An important limitation is that we were unable to further apply an intersectional lens to our methodologic process by including race and ethnicity data because these data are not available on iSearch Grants. Importantly, however, Ginther et al22 reported that Black applicants remain 10 percentage points less likely than White applicants to be awarded NIH research funding after controlling for the applicant’s educational background, country of origin, training, previous research awards, publication record, and employer characteristics. Black and Hispanic women face even greater disparities; Berry et al23 reported that between 1998 and 2017, only 31 (0.3%) of the 9139 NIH grants awarded to academic surgeons were awarded to Black women surgeons.
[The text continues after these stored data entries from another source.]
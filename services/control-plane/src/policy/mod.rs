//! Policies: persistent declarations of what to do, when, and where.
//!
//! Replication and notification policies share one record shape, [Policy], and
//! differ only in their [PolicySpec]. The [PolicyManager] enforces the rules
//! every policy kind follows: names are unique within a scope, the creator comes
//! from the calling principal, and a policy can only be reached through the
//! scope it was stored under.

use std::fmt;
use std::sync::Arc;

use chrono::{DateTime, Utc};
use croner::Cron;
use serde::{Deserialize, Serialize};

use crate::auth::Principal;
use crate::error::{Error, Result};
use crate::pagination::Pagination;

mod store;
mod target;

pub use self::store::{MemoryPolicyStore, PolicyStore};
pub use self::target::{Target, normalize_address};

/// What fires a policy.
#[derive(Debug, Clone, Default, PartialEq, Eq, Serialize, Deserialize)]
#[serde(tag = "type", rename_all = "snake_case")]
pub enum Trigger {
    /// Only on explicit request
    #[default]
    Manual,

    /// On a 6-field cron schedule
    Scheduled {
        /// Cron specification, seconds first
        cron: String,
    },

    /// When one of the listed events happens
    Event {
        /// Event types
        #[serde(default)]
        event_types: Vec<String>,
    },
}

/// Validate a 6-field cron specification (seconds, minutes, hours, day of
/// month, month, day of week).
pub fn validate_cron(cron: &str) -> Result<()> {
    if cron.split_whitespace().count() != 6 {
        return Err(Error::BadRequest(format!(
            "cron {cron:?} must have 6 fields"
        )));
    }
    Cron::new(cron)
        .with_seconds_required()
        .parse()
        .map(|_| ())
        .map_err(|error| Error::BadRequest(format!("invalid cron {cron:?}: {error}")))
}

/// The kind-specific part of a policy.
pub trait PolicySpec:
    fmt::Debug + Clone + PartialEq + Serialize + for<'de> Deserialize<'de> + Send + Sync + 'static
{
    /// Human readable kind, used in messages
    const KIND: &'static str;

    /// Validate and normalize the spec together with the policy trigger.
    fn validate(&mut self, trigger: &Trigger) -> Result<()>;
}

/// A policy record
#[derive(Debug, Clone, PartialEq, Serialize, Deserialize)]
#[serde(bound = "S: PolicySpec")]
pub struct Policy<S> {
    /// Stable id, assigned by the store
    #[serde(default)]
    pub id: i64,

    /// Owning project; `0` is the system scope
    #[serde(default)]
    pub project_id: i64,

    /// Name, unique within the owning scope
    pub name: String,

    /// Free text description
    #[serde(default)]
    pub description: String,

    /// Disabled policies are kept but never run
    #[serde(default = "enabled_by_default")]
    pub enabled: bool,

    /// Who created the policy
    #[serde(default)]
    pub creator: String,

    /// When the policy was created
    #[serde(default)]
    pub creation_time: DateTime<Utc>,

    /// Last modification
    #[serde(default)]
    pub update_time: DateTime<Utc>,

    /// What fires the policy
    #[serde(default)]
    pub trigger: Trigger,

    /// Kind-specific fields
    #[serde(flatten)]
    pub spec: S,
}

fn enabled_by_default() -> bool {
    true
}

impl<S: PolicySpec> Policy<S> {
    fn validate(&mut self) -> Result<()> {
        if self.name.trim().is_empty() {
            return Err(Error::BadRequest(format!("{} policy name is required", S::KIND)));
        }
        if let Trigger::Scheduled { cron } = &self.trigger {
            validate_cron(cron)?;
        }
        self.spec.validate(&self.trigger)
    }
}

/// Filters for listing policies
#[derive(Debug, Clone, Default)]
pub struct PolicyQuery {
    /// Owning scope
    pub project_id: Option<i64>,

    /// Substring of the policy name
    pub name: Option<String>,

    /// Page to return
    pub pagination: Pagination,
}

/// Enforces the contracts shared by all policy kinds on top of a [PolicyStore].
#[derive(Debug)]
pub struct PolicyManager<S: PolicySpec> {
    store: Arc<dyn PolicyStore<S>>,
}

impl<S: PolicySpec> Clone for PolicyManager<S> {
    fn clone(&self) -> Self {
        Self {
            store: self.store.clone(),
        }
    }
}

impl<S: PolicySpec> PolicyManager<S> {
    /// Manage the policies held by `store`
    pub fn new<T: PolicyStore<S> + 'static>(store: T) -> Self {
        Self {
            store: Arc::new(store),
        }
    }

    /// Validate a policy as it would be stored in `scope`, without storing it.
    pub fn prepare(&self, scope: i64, mut policy: Policy<S>) -> Result<Policy<S>> {
        policy.project_id = scope;
        policy.validate()?;
        Ok(policy)
    }

    /// Create a policy in `scope`, returning its id.
    #[tracing::instrument(skip(self, policy), fields(kind = S::KIND, name = %policy.name))]
    pub async fn create(
        &self,
        principal: &Principal,
        scope: i64,
        policy: Policy<S>,
    ) -> Result<i64> {
        if policy.id != 0 {
            return Err(Error::BadRequest(format!(
                "{} policy id must not be set on create",
                S::KIND
            )));
        }

        let mut policy = self.prepare(scope, policy)?;
        if self.store.get_by_name(scope, &policy.name).await?.is_some() {
            return Err(Error::Conflict(format!(
                "{} policy {} already exists",
                S::KIND,
                policy.name
            )));
        }

        let now = Utc::now();
        policy.creator = principal.name().to_owned();
        policy.creation_time = now;
        policy.update_time = now;

        let id = self.store.create(policy).await?;
        tracing::debug!(id, "created policy");
        Ok(id)
    }

    /// Fetch a policy through `scope`.
    ///
    /// A system policy is invisible through a project scope, and a policy of
    /// another project is reported as a malformed request.
    pub async fn get(&self, scope: i64, id: i64) -> Result<Policy<S>> {
        let policy = self
            .store
            .get(id)
            .await?
            .ok_or_else(|| Error::NotFound(format!("{} policy {id} not found", S::KIND)))?;

        if scope != 0 && policy.project_id == 0 {
            return Err(Error::NotFound(format!("{} policy {id} not found", S::KIND)));
        }
        if policy.project_id != scope {
            tracing::warn!(
                id,
                scope,
                owner = policy.project_id,
                "policy addressed through the wrong scope"
            );
            return Err(Error::BadRequest(format!(
                "{} policy {id} does not belong to project {scope}",
                S::KIND
            )));
        }
        Ok(policy)
    }

    /// List policies in `scope`.
    pub async fn list(&self, scope: i64, mut query: PolicyQuery) -> Result<(usize, Vec<Policy<S>>)> {
        query.project_id = Some(scope);
        self.store.list(&query).await
    }

    /// Count the policies in `scope`.
    pub async fn count(&self, scope: i64) -> Result<usize> {
        let query = PolicyQuery {
            project_id: Some(scope),
            name: None,
            pagination: Pagination::all(),
        };
        Ok(self.store.list(&query).await?.0)
    }

    /// Every policy in `scope`.
    pub async fn all(&self, scope: i64) -> Result<Vec<Policy<S>>> {
        let query = PolicyQuery {
            project_id: Some(scope),
            name: None,
            pagination: Pagination::all(),
        };
        Ok(self.store.list(&query).await?.1)
    }

    /// Replace a policy. Server-assigned fields are kept from the stored record.
    #[tracing::instrument(skip(self, policy), fields(kind = S::KIND))]
    pub async fn update(&self, scope: i64, id: i64, policy: Policy<S>) -> Result<Policy<S>> {
        let existing = self.get(scope, id).await?;

        let mut policy = self.prepare(existing.project_id, policy)?;
        policy.id = id;
        policy.creator = existing.creator;
        policy.creation_time = existing.creation_time;
        policy.update_time = Utc::now();

        if policy.name != existing.name {
            if let Some(other) = self.store.get_by_name(scope, &policy.name).await? {
                if other.id != id {
                    return Err(Error::Conflict(format!(
                        "{} policy {} already exists",
                        S::KIND,
                        policy.name
                    )));
                }
            }
        }

        self.store.update(policy.clone()).await?;
        Ok(policy)
    }

    /// Delete a policy, returning the removed record.
    #[tracing::instrument(skip(self), fields(kind = S::KIND))]
    pub async fn delete(&self, scope: i64, id: i64) -> Result<Policy<S>> {
        let policy = self.get(scope, id).await?;
        self.store.delete(id).await?;
        Ok(policy)
    }
}

#[cfg(test)]
pub(crate) mod tests {
    use super::*;

    #[derive(Debug, Clone, PartialEq, Serialize, Deserialize)]
    pub(crate) struct TestSpec {
        #[serde(default)]
        pub(crate) targets: Vec<Target>,
    }

    impl PolicySpec for TestSpec {
        const KIND: &'static str = "test";

        fn validate(&mut self, _trigger: &Trigger) -> Result<()> {
            for target in &mut self.targets {
                target.validate(&["http"])?;
            }
            Ok(())
        }
    }

    fn policy(name: &str) -> Policy<TestSpec> {
        Policy {
            id: 0,
            project_id: 0,
            name: name.to_owned(),
            description: String::new(),
            enabled: true,
            creator: String::new(),
            creation_time: DateTime::<Utc>::default(),
            update_time: DateTime::<Utc>::default(),
            trigger: Trigger::Manual,
            spec: TestSpec {
                targets: vec![Target {
                    kind: "http".into(),
                    address: "http://hooks.example.com/in?x=1".into(),
                    credential_ref: None,
                    insecure: false,
                    skip_verify: false,
                }],
            },
        }
    }

    fn alice() -> Principal {
        Principal::User {
            username: "alice".into(),
            sys_admin: false,
        }
    }

    fn manager() -> PolicyManager<TestSpec> {
        PolicyManager::new(MemoryPolicyStore::<TestSpec>::new())
    }

    #[tokio::test]
    async fn create_then_get_round_trips() {
        let manager = manager();
        let input = policy("hook");
        let id = manager.create(&alice(), 3, input.clone()).await.unwrap();

        let stored = manager.get(3, id).await.unwrap();
        assert_eq!(stored.id, id);
        assert_eq!(stored.project_id, 3);
        assert_eq!(stored.creator, "alice");
        assert_eq!(stored.name, input.name);
        assert_eq!(stored.trigger, input.trigger);
        assert_eq!(
            stored.spec.targets[0].address,
            "http://hooks.example.com/in"
        );
    }

    #[tokio::test]
    async fn create_rejects_preset_id_and_duplicates() {
        let manager = manager();
        let mut preset = policy("hook");
        preset.id = 9;
        assert!(matches!(
            manager.create(&alice(), 3, preset).await,
            Err(Error::BadRequest(_))
        ));

        manager.create(&alice(), 3, policy("hook")).await.unwrap();
        assert!(matches!(
            manager.create(&alice(), 3, policy("hook")).await,
            Err(Error::Conflict(_))
        ));
        // names are unique per scope only
        manager.create(&alice(), 4, policy("hook")).await.unwrap();
    }

    #[tokio::test]
    async fn managers_over_one_store_share_policies() {
        let store = MemoryPolicyStore::<TestSpec>::new();
        let writer = PolicyManager::new(store.clone());
        let reader = PolicyManager::new(store);

        let id = writer.create(&alice(), 3, policy("hook")).await.unwrap();
        assert_eq!(reader.get(3, id).await.unwrap().name, "hook");
    }

    #[tokio::test]
    async fn scope_is_enforced() {
        let manager = manager();
        let project = manager.create(&alice(), 222, policy("hook")).await.unwrap();
        let system = manager.create(&alice(), 0, policy("sys")).await.unwrap();

        assert!(matches!(
            manager.update(1, project, policy("hook")).await,
            Err(Error::BadRequest(_))
        ));
        assert!(matches!(manager.get(1, system).await, Err(Error::NotFound(_))));
        assert!(matches!(manager.get(1, 999).await, Err(Error::NotFound(_))));
    }

    #[tokio::test]
    async fn update_keeps_server_fields_and_checks_names() {
        let manager = manager();
        let first = manager.create(&alice(), 3, policy("first")).await.unwrap();
        manager.create(&alice(), 3, policy("second")).await.unwrap();

        let mut renamed = policy("second");
        renamed.creator = "mallory".into();
        assert!(matches!(
            manager.update(3, first, renamed.clone()).await,
            Err(Error::Conflict(_))
        ));

        renamed.name = "third".into();
        renamed.enabled = false;
        let updated = manager.update(3, first, renamed).await.unwrap();
        assert_eq!(updated.creator, "alice");
        assert!(!updated.enabled);
        assert_eq!(manager.get(3, first).await.unwrap().name, "third");
    }

    #[tokio::test]
    async fn scheduled_trigger_needs_valid_cron() {
        let manager = manager();
        let mut scheduled = policy("nightly");
        scheduled.trigger = Trigger::Scheduled {
            cron: "not a cron".into(),
        };
        assert!(matches!(
            manager.create(&alice(), 3, scheduled.clone()).await,
            Err(Error::BadRequest(_))
        ));

        scheduled.trigger = Trigger::Scheduled {
            cron: "0 0 3 * * *".into(),
        };
        manager.create(&alice(), 3, scheduled).await.unwrap();
    }

    #[test]
    fn cron_field_count() {
        assert!(validate_cron("0 0 3 * * *").is_ok());
        assert!(validate_cron("20 3 0 * * *").is_ok());
        assert!(validate_cron("0 3 * * *").is_err());
        assert!(validate_cron("0 0 25 * * *").is_err());
    }

    #[test]
    fn trigger_wire_format() {
        let trigger: Trigger =
            serde_json::from_str(r#"{"type":"event","event_types":["PUSH_ARTIFACT"]}"#).unwrap();
        assert_eq!(
            trigger,
            Trigger::Event {
                event_types: vec!["PUSH_ARTIFACT".into()]
            }
        );
        let value = serde_json::to_value(Trigger::Scheduled {
            cron: "0 0 * * * *".into(),
        })
        .unwrap();
        assert_eq!(value["type"], "scheduled");
    }
}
Furthermore, Lewit et al8 examined the association between NIH funding for surgeon-scientists and sex and race and ethnicity and found that no Black or Hispanic women received R01 equivalent grants in 2019.
Conclusions
Findings of this cross-sectional study suggest that women surgeon-scientists have made substantial gains in obtaining NIH funding during the last decade. However, a disparity remains in total grant amounts awarded to women compared with men. Women comprise 27.4% of the surgeon workforce and 25.4% of NIH-funded surgeons; meanwhile, they hold only 21.7% of total NIH funding awarded to surgeons. Identification of factors associated with these disparities is imperative with an even greater focus needed on women belonging to underrepresented minority groups. Gender-neutral policies may appear fair on the surface but disregard pivotal differences, such as inequitable division of domestic labor or unconscious biases that women face. Policies at the institutional level are necessary, including not only creation of mentorship and sponsorship opportunities or cultural changes but also unique initiatives such as provision of onsite child care at conferences or time banking.24 Jagsi et al25 shared their experience from the establishment of the Doris Duke Charitable Foundation’s fund that supported junior physician-scientists facing substantial extraprofessional challenges, including compelling caregiving demands. Another initiative that was specifically created for women physician-scientists is the Claflin Distinguished Scholar Awards at Massachusetts General Hospital, which, based on survey results from the award recipients, laid the groundwork for attainment of funding from NIH and private foundations.26 In addition, the Association of Women Surgeons annually awards a $20 000 grant for basic science or clinical research to women surgeon-scientists. Findings of the present study emphasize the need for more academic opportunities for aspiring women surgeon-scientists and underscores the need to further narrow the gender-based gap in NIH funding.